*** Information shown ***

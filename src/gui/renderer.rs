//! wgpu renderer that draws one RGBA texture stretched over a whole window.

use anyhow::{anyhow, Context};
use wgpu::*;
use winit::{dpi::PhysicalSize, event_loop::EventLoopWindowTarget, window::WindowBuilder};

use crate::image::Resolution;

const BACKGROUND: Color = Color::BLACK;

/// GPU handles shared by everything the renderer creates.
pub struct Gpu {
    instance: Instance,
    adapter: Adapter,
    device: Device,
    queue: Queue,
}

impl Gpu {
    /// Opens a suitable default GPU.
    pub async fn open() -> anyhow::Result<Self> {
        // The OpenGL backend panics spuriously, so don't enable it.
        let backends = Backends::PRIMARY;
        let instance = Instance::new(InstanceDescriptor {
            backends,
            ..Default::default()
        });

        log::debug!("available graphics adapters:");
        for adapter in instance.enumerate_adapters(backends) {
            log_adapter("-", &adapter.get_info());
        }

        let adapter = instance
            .request_adapter(&Default::default())
            .await
            .ok_or_else(|| anyhow!("no graphics adapter found"))?;
        log_adapter("using", &adapter.get_info());

        let (device, queue) = adapter
            .request_device(
                &DeviceDescriptor {
                    label: None,
                    features: Features::empty(),
                    // Webcam frames can exceed the downlevel texture size limit.
                    limits: Limits::downlevel_defaults().using_resolution(adapter.limits()),
                },
                None,
            )
            .await
            .context("failed to open graphics device")?;

        Ok(Self {
            instance,
            adapter,
            device,
            queue,
        })
    }
}

fn log_adapter(prefix: &str, info: &AdapterInfo) {
    let backend = match info.backend {
        Backend::Empty => "dummy",
        Backend::Vulkan => "Vulkan",
        Backend::Metal => "Metal",
        Backend::Dx12 => "DX12",
        Backend::Dx11 => "DX11",
        Backend::Gl => "OpenGL",
        Backend::BrowserWebGpu => "WebGPU",
    };
    let device_type = match info.device_type {
        DeviceType::Other => "Unknown",
        DeviceType::IntegratedGpu => "iGPU",
        DeviceType::DiscreteGpu => "dGPU",
        DeviceType::VirtualGpu => "vGPU",
        DeviceType::Cpu => "CPU",
    };
    log::info!("{prefix} {} ({device_type}, {backend})", info.name);
}

/// Opens a non-resizable native window with an inner size of `resolution`.
pub fn open_window<T>(
    event_loop: &EventLoopWindowTarget<T>,
    title: &str,
    resolution: Resolution,
) -> anyhow::Result<winit::window::Window> {
    let win = WindowBuilder::new()
        .with_resizable(false)
        .with_inner_size(PhysicalSize::new(resolution.width(), resolution.height()))
        .with_title(title)
        .build(event_loop)?;
    Ok(win)
}

struct Texture {
    inner: wgpu::Texture,
    size: Extent3d,
}

impl Texture {
    const FORMAT: TextureFormat = TextureFormat::Rgba8UnormSrgb;

    fn create(device: &Device, size: Extent3d) -> Self {
        Self {
            inner: device.create_texture(&TextureDescriptor {
                label: Some("frame"),
                size,
                mip_level_count: 1,
                sample_count: 1,
                dimension: TextureDimension::D2,
                format: Self::FORMAT,
                usage: TextureUsages::TEXTURE_BINDING | TextureUsages::COPY_DST,
                view_formats: &[],
            }),
            size,
        }
    }

    /// Uploads `data`, reallocating the texture if `size` changed.
    ///
    /// Returns whether the texture was reallocated.
    fn update(&mut self, gpu: &Gpu, size: Extent3d, data: &[u8]) -> anyhow::Result<bool> {
        let expected = size.width as usize * size.height as usize * 4;
        anyhow::ensure!(
            data.len() == expected,
            "frame data has {} bytes, expected {} for {}x{}",
            data.len(),
            expected,
            size.width,
            size.height,
        );

        let mut reallocated = false;
        if self.size != size {
            log::trace!(
                "reallocating frame texture ({}x{} -> {}x{})",
                self.size.width,
                self.size.height,
                size.width,
                size.height
            );
            *self = Self::create(&gpu.device, size);
            reallocated = true;
        }

        gpu.queue.write_texture(
            ImageCopyTexture {
                texture: &self.inner,
                mip_level: 0,
                origin: Origin3d::default(),
                aspect: TextureAspect::All,
            },
            data,
            ImageDataLayout {
                offset: 0,
                bytes_per_row: Some(size.width * 4),
                rows_per_image: None,
            },
            size,
        );

        Ok(reallocated)
    }
}

fn create_bind_group(device: &Device, layout: &BindGroupLayout, texture: &Texture) -> BindGroup {
    let sampler = device.create_sampler(&SamplerDescriptor::default());
    device.create_bind_group(&BindGroupDescriptor {
        label: Some("frame_bind_group"),
        layout,
        entries: &[
            BindGroupEntry {
                binding: 0,
                resource: BindingResource::TextureView(
                    &texture.inner.create_view(&Default::default()),
                ),
            },
            BindGroupEntry {
                binding: 1,
                resource: BindingResource::Sampler(&sampler),
            },
        ],
    })
}

pub struct Renderer {
    surface: Surface,
    surface_format: TextureFormat,
    pipeline: RenderPipeline,
    texture: Texture,
    bind_group_layout: BindGroupLayout,
    bind_group: BindGroup,
    resolution: Resolution,
    gpu: Gpu,

    /// Surface must be destroyed before the window.
    window: winit::window::Window,
}

impl Renderer {
    pub fn new(window: winit::window::Window, gpu: Gpu) -> anyhow::Result<Self> {
        // SAFETY: `window` is owned by the renderer and outlives `surface` (field order).
        let surface = unsafe { gpu.instance.create_surface(&window)? };
        let surface_format = *surface
            .get_capabilities(&gpu.adapter)
            .formats
            .first()
            .context("graphics adapter cannot render to the window surface")?;

        let shader = gpu.device.create_shader_module(ShaderModuleDescriptor {
            label: Some("fullscreen texture shader"),
            source: ShaderSource::Wgsl(include_str!("shader.wgsl").into()),
        });

        let bind_group_layout = gpu
            .device
            .create_bind_group_layout(&BindGroupLayoutDescriptor {
                label: None,
                entries: &[
                    BindGroupLayoutEntry {
                        binding: 0,
                        visibility: ShaderStages::FRAGMENT,
                        ty: BindingType::Texture {
                            sample_type: TextureSampleType::Float { filterable: false },
                            view_dimension: TextureViewDimension::D2,
                            multisampled: false,
                        },
                        count: None,
                    },
                    BindGroupLayoutEntry {
                        binding: 1,
                        visibility: ShaderStages::FRAGMENT,
                        ty: BindingType::Sampler(SamplerBindingType::NonFiltering),
                        count: None,
                    },
                ],
            });

        let pipeline = gpu
            .device
            .create_render_pipeline(&RenderPipelineDescriptor {
                label: Some("textured_quad"),
                layout: Some(
                    &gpu.device
                        .create_pipeline_layout(&PipelineLayoutDescriptor {
                            label: None,
                            bind_group_layouts: &[&bind_group_layout],
                            push_constant_ranges: &[],
                        }),
                ),
                vertex: VertexState {
                    module: &shader,
                    entry_point: "vert",
                    buffers: &[],
                },
                fragment: Some(FragmentState {
                    module: &shader,
                    entry_point: "frag",
                    targets: &[Some(ColorTargetState {
                        format: surface_format,
                        write_mask: ColorWrites::ALL,
                        blend: None,
                    })],
                }),
                primitive: PrimitiveState::default(),
                depth_stencil: None,
                multisample: Default::default(),
                multiview: None,
            });

        let size = window.inner_size();
        let resolution = Resolution::new(size.width, size.height);
        let texture = Texture::create(&gpu.device, Extent3d::default());
        let bind_group = create_bind_group(&gpu.device, &bind_group_layout, &texture);

        let this = Self {
            gpu,
            surface,
            surface_format,
            pipeline,
            texture,
            bind_group_layout,
            bind_group,
            resolution,
            window,
        };
        this.recreate_swapchain();
        Ok(this)
    }

    /// Uploads a new RGBA8 frame of resolution `res`.
    pub fn update_texture(&mut self, res: Resolution, data: &[u8]) -> anyhow::Result<()> {
        let size = Extent3d {
            width: res.width(),
            height: res.height(),
            depth_or_array_layers: 1,
        };
        if self.texture.update(&self.gpu, size, data)? {
            // The bind group references the old texture.
            self.bind_group =
                create_bind_group(&self.gpu.device, &self.bind_group_layout, &self.texture);
        }
        Ok(())
    }

    /// Draws the current texture to the window and presents it.
    pub fn redraw(&mut self) -> anyhow::Result<()> {
        let frame = match self.surface.get_current_texture() {
            Ok(frame) => frame,
            Err(err @ (SurfaceError::Outdated | SurfaceError::Lost)) => {
                log::debug!("surface error: {}", err);
                self.recreate_swapchain();
                self.surface
                    .get_current_texture()
                    .context("failed to acquire next frame after recreating swapchain")?
            }
            Err(SurfaceError::Timeout) => {
                log::warn!("timed out acquiring a frame, skipping redraw");
                return Ok(());
            }
            Err(e) => return Err(e).context("failed to acquire frame"),
        };
        let view = frame.texture.create_view(&TextureViewDescriptor::default());
        let mut encoder = self
            .gpu
            .device
            .create_command_encoder(&CommandEncoderDescriptor { label: None });
        {
            let color_attachment = RenderPassColorAttachment {
                view: &view,
                resolve_target: None,
                ops: Operations {
                    load: LoadOp::Clear(BACKGROUND),
                    store: true,
                },
            };
            let mut rpass = encoder.begin_render_pass(&RenderPassDescriptor {
                label: None,
                color_attachments: &[Some(color_attachment)],
                depth_stencil_attachment: None,
            });

            rpass.set_pipeline(&self.pipeline);
            rpass.set_bind_group(0, &self.bind_group, &[]);
            rpass.draw(0..3, 0..1);
        }

        self.gpu.queue.submit([encoder.finish()]);
        frame.present();
        Ok(())
    }

    fn recreate_swapchain(&self) {
        let size = self.window.inner_size();
        log::debug!(
            "creating target surface at {}x{} (format: {:?})",
            size.width,
            size.height,
            self.surface_format,
        );
        if size.width != self.resolution.width() || size.height != self.resolution.height() {
            // The window is not resizable, but window managers don't always agree.
            log::warn!(
                "window dimensions {}x{} do not match configured output resolution {}",
                size.width,
                size.height,
                self.resolution,
            );
        }
        let config = SurfaceConfiguration {
            usage: TextureUsages::RENDER_ATTACHMENT,
            format: self.surface_format,
            width: self.resolution.width(),
            height: self.resolution.height(),
            present_mode: PresentMode::Fifo,
            alpha_mode: CompositeAlphaMode::Auto,
            view_formats: Vec::new(),
        };

        self.surface.configure(&self.gpu.device, &config);
    }
}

***

Your goal
Please reproduce the lines from the line with "pub fn update_texture(&mut" to the line with "if self.texture.update(&self.gpu, size, data)?", both ends included, exactly as they appear above.

Answer below
    pub fn update_texture(&mut self, res: Resolution, data: &[u8]) -> anyhow::Result<()> {
        let size = Extent3d {
            width: res.width(),
            height: res.height(),
            depth_or_array_layers: 1,
        };
        if self.texture.update(&self.gpu, size, data)? {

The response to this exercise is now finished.